▸ **Exercise objective**
From the first line of the data below, copy each line up to the one containing "let path = path.into();", and include that line too.
-------- Data extracts
//! Configuration management.
//!
//! Supports configuration from:
//! - TOML config files
//! - Environment variables
//! - Builder-style overrides in code

use std::path::PathBuf;
use std::time::Duration;

use serde::{Deserialize, Serialize};

use crate::error::{FramewireError, Result};

/// Main configuration struct
#[derive(Debug, Clone, Default, Serialize, Deserialize)]
pub struct Config {
    /// Protocol limits enforced per session
    #[serde(default)]
    pub limits: LimitsConfig,

    /// Object pool sizing
    #[serde(default)]
    pub pools: PoolConfig,

    /// Listener configuration (used by the demo server binary)
    #[serde(default)]
    pub server: ServerConfig,
}

impl Config {
    /// Load configuration from a TOML file
    pub fn from_file(path: impl Into<PathBuf>) -> Result<Self> {
        let path = path.into();
        let content = std::fs::read_to_string(&path)
            .map_err(|e| FramewireError::Config(format!("Failed to read config file: {e}")))?;

        toml::from_str(&content)
            .map_err(|e| FramewireError::Config(format!("Failed to parse config: {e}")))
    }

    /// Load configuration from environment variables
    pub fn from_env() -> Self {
        let mut config = Self::default();

        if let Ok(val) = std::env::var("FRAMEWIRE_MAX_HEADER_LEN") {
            if let Ok(val) = val.parse() {
                config.limits.max_header_len = val;
            }
        }
        if let Ok(val) = std::env::var("FRAMEWIRE_MAX_MESSAGE_SIZE") {
            if let Ok(val) = val.parse() {
                config.limits.max_message_size = val;
            }
        }
        if let Ok(val) = std::env::var("FRAMEWIRE_MAX_TRANSMISSION_ERRORS") {
            if let Ok(val) = val.parse() {
                config.limits.max_transmission_errors = val;
            }
        }
        if let Ok(val) = std::env::var("FRAMEWIRE_IDLE_TIMEOUT_SECS") {
            if let Ok(val) = val.parse() {
                config.limits.idle_timeout_secs = val;
            }
        }
        if let Ok(host) = std::env::var("FRAMEWIRE_HOST") {
            config.server.host = host;
        }
        if let Ok(port) = std::env::var("FRAMEWIRE_PORT") {
            if let Ok(port) = port.parse() {
                config.server.port = port;
            }
        }

        config
    }
}

/// Protocol limits enforced per session.
///
/// Both maximums are fatal-on-violation: a header block that exceeds
/// `max_header_len` without terminating, or a declared content length above
/// `max_message_size`, terminates the offending session immediately.
#[derive(Debug, Clone, Copy, Serialize, Deserialize)]
pub struct LimitsConfig {
    /// Maximum length of a header block, in bytes, including the terminator
    pub max_header_len: usize,

    /// Maximum declared content length for a single message body, in bytes
    pub max_message_size: usize,

    /// Consecutive decode failures tolerated before a session is evicted
    pub max_transmission_errors: u32,

    /// Seconds without a valid message before the watchdog evicts a session
    pub idle_timeout_secs: u64,
}

impl Default for LimitsConfig {
    fn default() -> Self {
        Self {
            max_header_len: 8 * 1024,
            max_message_size: 128 * 1024,
            max_transmission_errors: 3,
            idle_timeout_secs: 600,
        }
    }
}

impl LimitsConfig {
    /// Idle window as a [`Duration`]
    pub fn idle_timeout(&self) -> Duration {
        Duration::from_secs(self.idle_timeout_secs)
    }

    /// Override the maximum message size
    pub fn with_max_message_size(mut self, size: usize) -> Self {
        self.max_message_size = size;
        self
    }

    /// Override the maximum header length
    pub fn with_max_header_len(mut self, len: usize) -> Self {
        self.max_header_len = len;
        self
    }

    /// Override the bad-transmission ceiling
    pub fn with_max_transmission_errors(mut self, errors: u32) -> Self {
        self.max_transmission_errors = errors;
        self
    }

    /// Override the idle window
    pub fn with_idle_timeout(mut self, timeout: Duration) -> Self {
        self.idle_timeout_secs = timeout.as_secs();
        self
    }
}

/// Object pool sizing.
///
/// The request pool is session-scoped; the outgoing-buffer pool is shared
/// server-wide. Sizing here is policy, not contract: the engine only
/// requires that every acquire is matched by a release.
#[derive(Debug, Clone, Copy, Serialize, Deserialize)]
pub struct PoolConfig {
    /// Pooled request wrappers pre-instantiated per session
    pub request_pool_initial: usize,

    /// Hard cap on pooled request wrappers per session
    pub request_pool_max: usize,

    /// Outgoing byte buffers pre-instantiated server-wide
    pub buffer_pool_initial: usize,

    /// Hard cap on outgoing byte buffers server-wide
    pub buffer_pool_max: usize,

    /// Capacity of each pooled outgoing buffer, in bytes
    pub buffer_capacity: usize,
}

impl Default for PoolConfig {
    fn default() -> Self {
        Self {
            request_pool_initial: 2,
            request_pool_max: 4,
            buffer_pool_initial: 4,
            buffer_pool_max: 64,
            buffer_capacity: 144 * 1024,
        }
    }
}

/// Listener configuration for the demo server binary
#[derive(Debug, Clone, Serialize, Deserialize)]
pub struct ServerConfig {
    /// Host to bind to
    pub host: String,

    /// Port to listen on
    pub port: u16,

    /// Seconds between idle-watchdog sweeps
    pub sweep_interval_secs: u64,
}

impl Default for ServerConfig {
    fn default() -> Self {
        Self {
            host: "127.0.0.1".to_string(),
            port: 7313,
            sweep_interval_secs: 30,
        }
    }
}

impl ServerConfig {
    /// Get the full listen address
    pub fn listen_addr(&self) -> String {
        format!("{}:{}", self.host, self.port)
    }
}
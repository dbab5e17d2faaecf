//! Wire protocol: incremental framing and per-connection sessions.
//!
//! The wire format is text-based and line-oriented: an optional start line,
//! one or more `key:value` header lines, a blank-line terminator, then a raw
//! body of exactly `content-length` bytes (possibly deflate-compressed).
//!
//! ```text
//! [optional start-line]\r\n
//! key: value\r\n
//! ...
//! \r\n
//! <body, exactly content-length bytes>
//! ```
//!
//! # Message Flow
//!
//! ```text
//! I/O thread                     Worker thread
//!    |                                |
//!    |-- feed_bytes(chunk) ------+    |
//!    |   frame -> inflate ->     |    |
//!    |   decode -> enqueue       |    |
//!    |                           v    |
//!    |                      [RequestQueue]
//!    |                                |-- process_queued_messages()
//!    |                                |   dequeue -> perform ->
//!    |<------- enqueue_for_write -----|   frame response (+deflate)
//! ```
//!
//! # Framer State Machine
//!
//! ```text
//!                 header terminator found
//! [AwaitingHeader] ─────────────────────> [AwaitingBody]
//!        ^                                      │
//!        │         content-length bytes consumed│
//!        └──────────────────────────────────────┘
//! ```
//!
//! Correctness never depends on delivery chunk boundaries: a message may be
//! split across arbitrarily many [`Framer::feed`] calls, and one call may
//! yield several complete messages.

mod framer;
mod guard;
mod header;
mod session;

pub use framer::{ContentEncoding, Frame, Framer, FramingError};
pub use guard::BadClientGuard;
pub use header::HeaderBlock;
pub use session::Session;

/// Header field carrying the body length in bytes (required on every message)
pub const CONTENT_LENGTH: &str = "content-length";

/// Header field carrying the caller-assigned correlation token (optional)
pub const UID: &str = "uid";

/// Header field naming the body's transfer encoding (optional)
pub const CONTENT_ENCODING: &str = "content-encoding";

/// Header field listing encodings the peer accepts, comma-separated (optional)
pub const ACCEPT_ENCODING: &str = "accept-encoding";

/// The deflate transfer encoding token
pub const DEFLATE: &str = "deflate";

/// The identity (no-op) transfer encoding token
pub const IDENTITY: &str = "identity";

/// Header line delimiter
pub const CRLF: &str = "\r\n";

/// Header block terminator: the first blank line ends the header
pub const HEADER_TERMINATOR: &str = "\r\n\r\n";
----------------
▸ **Task answer**
//! Configuration management.
//!
//! Supports configuration from:
//! - TOML config files
//! - Environment variables
//! - Builder-style overrides in code

use std::path::PathBuf;
use std::time::Duration;

use serde::{Deserialize, Serialize};

use crate::error::{FramewireError, Result};

/// Main configuration struct
#[derive(Debug, Clone, Default, Serialize, Deserialize)]
pub struct Config {
    /// Protocol limits enforced per session
    #[serde(default)]
    pub limits: LimitsConfig,

    /// Object pool sizing
    #[serde(default)]
    pub pools: PoolConfig,

    /// Listener configuration (used by the demo server binary)
    #[serde(default)]
    pub server: ServerConfig,
}

impl Config {
    /// Load configuration from a TOML file
    pub fn from_file(path: impl Into<PathBuf>) -> Result<Self> {
        let path = path.into();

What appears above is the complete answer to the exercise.